So for our core repo, if you went to one of your mirrors, you'd see that at the specified location is a huge list of package files (ending in .pkg.tar.gz) with some accompanying .sig files for verification, as well as the repo database in a few different formats: core.db, core.db.tar, core.db.tar.gz, core.files, core.files.tar, etc). Aside from the .sig files, this is all stuff we already knew about. For reference, the .sig files are cryptographic files that prove a package file was created by one of the Arch developers and hasn't been tampered with. Let's take a moment to discuss those.
Package signing is crucial to ensuring the integrity of core packages. Without package signing, there would be no way to know that the packages created by the Arch devs that we are installing haven't been tampered with. As a result, the security of any Arch Linux system would be called into question. When packages are created by the Dev team, they include a .sig file that contains the cryptographic proof that it was indeed built by who it says it was, and that the package file itself has not been tampered with. This package signing is a requirement of the development team, but it's an optional setting in pacman. By default, all packages installed by pacman require that they have been signed. The package database (as opposed to the individual packages), however, does not currently require this by default and the official repo databases are not signed at this time anyway (it's a work in progress, to be rolled out eventually).
To confirm pacman is indeed using the default package signing settings, check your /etc/pacman.conf file again, looking in the [options] section we spoke about for the setting SigLevel =. There are 3 options: Never, Optional, and Required. Never means packages are never checked to make sure they are signed and that the signature data indicates they are authenticate and haven't been tampered with, even if the data is available. Optional means check it when data is available, but if packages aren't signed just go ahead and assume they are fine. And Required means check all packages and only install those that are signed and whose signatures are valid.
Each option can also be specified to apply only to Package or Database. For example, PackageRequired DatabaseNever would mean you want all packages you install to be checked, but don't check databases even if signing information is available. Your default SigLevel setting should be Required DatabaseOptional, which is saying "I want signature checking to be required globally for everything, but for databases specifically, it's optional." Currently, since there are only 2 options, this would be the same as PackageRequired DatabaseOptional but takes less space.
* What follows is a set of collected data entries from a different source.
//! Position — an open holding in a single symbol (spec.md §3). The core is
//! long-only: `quantity >= 0`.

use chrono::NaiveDateTime;
use serde::{Deserialize, Serialize};

use super::ids::SignalId;

#[derive(Debug, Clone, Serialize, Deserialize)]
pub struct Position {
    pub symbol: String,
    pub quantity: u64,
    /// Share-weighted average cost.
    pub avg_cost: f64,
    pub realized_pnl: f64,
    pub unrealized_pnl: f64,
    pub open_time: NaiveDateTime,
    pub last_update: NaiveDateTime,
    pub entry_signal: Option<SignalId>,
    pub stop_loss: Option<f64>,
    pub take_profit: Option<f64>,
    /// High-water-mark since entry, for trailing stops.
    pub high_water_mark: f64,
}

impl Position {
    pub fn open(
        symbol: impl Into<String>,
        quantity: u64,
        entry_price: f64,
        opened_at: NaiveDateTime,
        entry_signal: Option<SignalId>,
    ) -> Self {
        Self {
            symbol: symbol.into(),
            quantity,
            avg_cost: entry_price,
            realized_pnl: 0.0,
            unrealized_pnl: 0.0,
            open_time: opened_at,
            last_update: opened_at,
            entry_signal,
            stop_loss: None,
            take_profit: None,
            high_water_mark: entry_price,
        }
    }

    pub fn is_flat(&self) -> bool {
        self.quantity == 0
    }

    pub fn market_value(&self, mark_price: f64) -> f64 {
        self.quantity as f64 * mark_price
    }

    /// Mark to market and advance the high-water-mark.
    pub fn update_mark(&mut self, mark_price: f64, now: NaiveDateTime) {
        self.unrealized_pnl = (mark_price - self.avg_cost) * self.quantity as f64;
        if mark_price > self.high_water_mark {
            self.high_water_mark = mark_price;
        }
        self.last_update = now;
    }

    /// Add to the position at `price` for `qty` additional shares, updating
    /// the share-weighted average cost.
    pub fn add(&mut self, qty: u64, price: f64) {
        let prior_notional = self.avg_cost * self.quantity as f64;
        self.quantity += qty;
        self.avg_cost = (prior_notional + price * qty as f64) / self.quantity as f64;
    }

    /// Reduce the position by `qty` at `price`, realizing P&L on the
    /// reduced portion. Returns the realized P&L from this reduction.
    pub fn reduce(&mut self, qty: u64, price: f64) -> f64 {
        let qty = qty.min(self.quantity);
        let realized = (price - self.avg_cost) * qty as f64;
        self.realized_pnl += realized;
        self.quantity -= qty;
        if self.quantity == 0 {
            self.unrealized_pnl = 0.0;
        }
        realized
    }
}

#[cfg(test)]
mod tests {
    use super::*;
    use chrono::NaiveDate;

    fn now() -> NaiveDateTime {
        NaiveDate::from_ymd_opt(2024, 1, 2)
            .unwrap()
            .and_hms_opt(9, 30, 0)
            .unwrap()
    }

    #[test]
    fn reduce_realizes_pnl_and_decrements_quantity() {
        let mut p = Position::open("00700.HK", 200, 100.0, now(), None);
        let realized = p.reduce(100, 105.0);
        assert_eq!(realized, 500.0);
        assert_eq!(p.quantity, 100);
        assert_eq!(p.realized_pnl, 500.0);
    }

    #[test]
    fn add_updates_weighted_average_cost() {
        let mut p = Position::open("00700.HK", 100, 100.0, now(), None);
        p.add(100, 110.0);
        assert_eq!(p.quantity, 200);
        assert!((p.avg_cost - 105.0).abs() < 1e-9);
    }

    #[test]
    fn full_reduce_flattens_position() {
        let mut p = Position::open("00700.HK", 100, 100.0, now(), None);
        p.reduce(100, 95.0);
        assert!(p.is_flat());
        assert_eq!(p.unrealized_pnl, 0.0);
    }
}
There is one other setting that can go in SigLevel, and that is to what degree you want signatures checked. One option, the default option which is why it's never specified, is TrustedOnly which will only accept signatures that have been trusted by the Arch Dev team or specifically by you. The other option, TrustAll will accept any signature. TrustAll simply means "As long as the package is signed, I don't care by whom." The signature does need to be valid, but it doesn't need to be trusted. This is a rather long and complicated subject, and I'd rather not touch on it here. Suffice it to say you should never use TrustAll on the official repos, and I would recommend not using it on a local repo either, preferring no signature checking to TrustAll myself, but that's a decision you can make for yourself. I will say that for a personal repo set up within your own network, I suspect the attack vector to be so small as to be essentially zero, not to mention the risk is low. If you did want to take a run at setting up package signing, I would suggest starting with unsigned databases and packages anyways to make sure you understand the principles first, and add signing later on.
For the purposes of this guide, we will not be using database or package signing on our custom repos. There are references in the bibliography that you can read if you'd like to set them up.
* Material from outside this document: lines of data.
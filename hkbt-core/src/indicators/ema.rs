//! Incremental EMA (spec.md §4.3).
//!
//! `ema_t = alpha * close_t + (1 - alpha) * ema_{t-1}`, `alpha = 2 / (n + 1)`.
//! Seeded with the SMA of the first `n` closes; undefined before that.

#[derive(Debug, Clone)]
pub struct Ema {
    period: usize,
    alpha: f64,
    seed_buffer: Vec<f64>,
    value: Option<f64>,
}

impl Ema {
    pub fn new(period: usize) -> Self {
        assert!(period >= 1, "EMA period must be >= 1");
        Self {
            period,
            alpha: 2.0 / (period as f64 + 1.0),
            seed_buffer: Vec::with_capacity(period),
            value: None,
        }
    }

    /// Feed one more close. Must be called exactly once per bar, in order.
    pub fn update(&mut self, close: f64) {
        match self.value {
            Some(prev) => {
                self.value = Some(self.alpha * close + (1.0 - self.alpha) * prev);
            }
            None => {
                self.seed_buffer.push(close);
                if self.seed_buffer.len() == self.period {
                    let sma = self.seed_buffer.iter().sum::<f64>() / self.period as f64;
                    self.value = Some(sma);
                }
            }
        }
    }

    /// `None` until the seed window of `period` bars has been consumed.
    pub fn value(&self) -> Option<f64> {
        self.value
    }

    pub fn period(&self) -> usize {
        self.period
    }
}

#[cfg(test)]
mod tests {
    use super::*;

    #[test]
    fn undefined_before_seed_window() {
        let mut ema = Ema::new(3);
        ema.update(10.0);
        ema.update(11.0);
        assert_eq!(ema.value(), None);
    }

    #[test]
    fn seeds_with_sma() {
        let mut ema = Ema::new(3);
        for c in [10.0, 11.0, 12.0] {
            ema.update(c);
        }
        assert!((ema.value().unwrap() - 11.0).abs() < 1e-9);
    }

    #[test]
    fn recurses_after_seed() {
        let mut ema = Ema::new(2); // alpha = 2/3
        ema.update(10.0);
        ema.update(12.0); // seed sma = 11.0
        ema.update(14.0); // alpha*14 + (1-alpha)*11 = 2/3*14 + 1/3*11 = 13.0
        assert!((ema.value().unwrap() - 13.0).abs() < 1e-9);
    }

    #[test]
    fn incremental_equals_batch_recurrence() {
        let closes = [10.0, 12.0, 11.0, 13.0, 15.0, 14.0, 16.0];
        let period = 3;
        let mut ema = Ema::new(period);
        let mut incremental = Vec::new();
        for &c in &closes {
            ema.update(c);
            incremental.push(ema.value());
        }

        // batch recompute from scratch using the same recurrence
        let alpha = 2.0 / (period as f64 + 1.0);
        let mut batch = vec![None; closes.len()];
        let mut running: Option<f64> = None;
        let mut seed = Vec::new();
        for (i, &c) in closes.iter().enumerate() {
            running = match running {
                Some(prev) => Some(alpha * c + (1.0 - alpha) * prev),
                None => {
                    seed.push(c);
                    if seed.len() == period {
                        Some(seed.iter().sum::<f64>() / period as f64)
                    } else {
                        None
                    }
                }
            };
            batch[i] = running;
        }
        assert_eq!(incremental, batch);
    }
}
We now know everything we need to know about making our own repos. We know we need a directory for our repo, we know we need a database in an archive format (.db.tar and optionally compressed) stored in that directory, and we know we need our package files stored there as well. We also know we need to define a new repo in pacman.conf by putting it in square brackets and then pass our settings in the lines after it, which at a minimum must be a path to our repo. As mentioned, we will also configure thee repo to not require database or package signing.
So the first thing we will do is create a directory to hold our empty repo. You can put this anywhere you want. I will put this repo beside where pacman stores the official repos by default (/var/cache/pacman/pkg is this default location). I'll also, for simplicity, call my repo localrepo. We also want to ensure we have ownership of this directory and the repo or we'll have to use sudo every time we want to add things to it, which is not ideal if you use my aurutils method to maintain repos as described in the Recommendations section.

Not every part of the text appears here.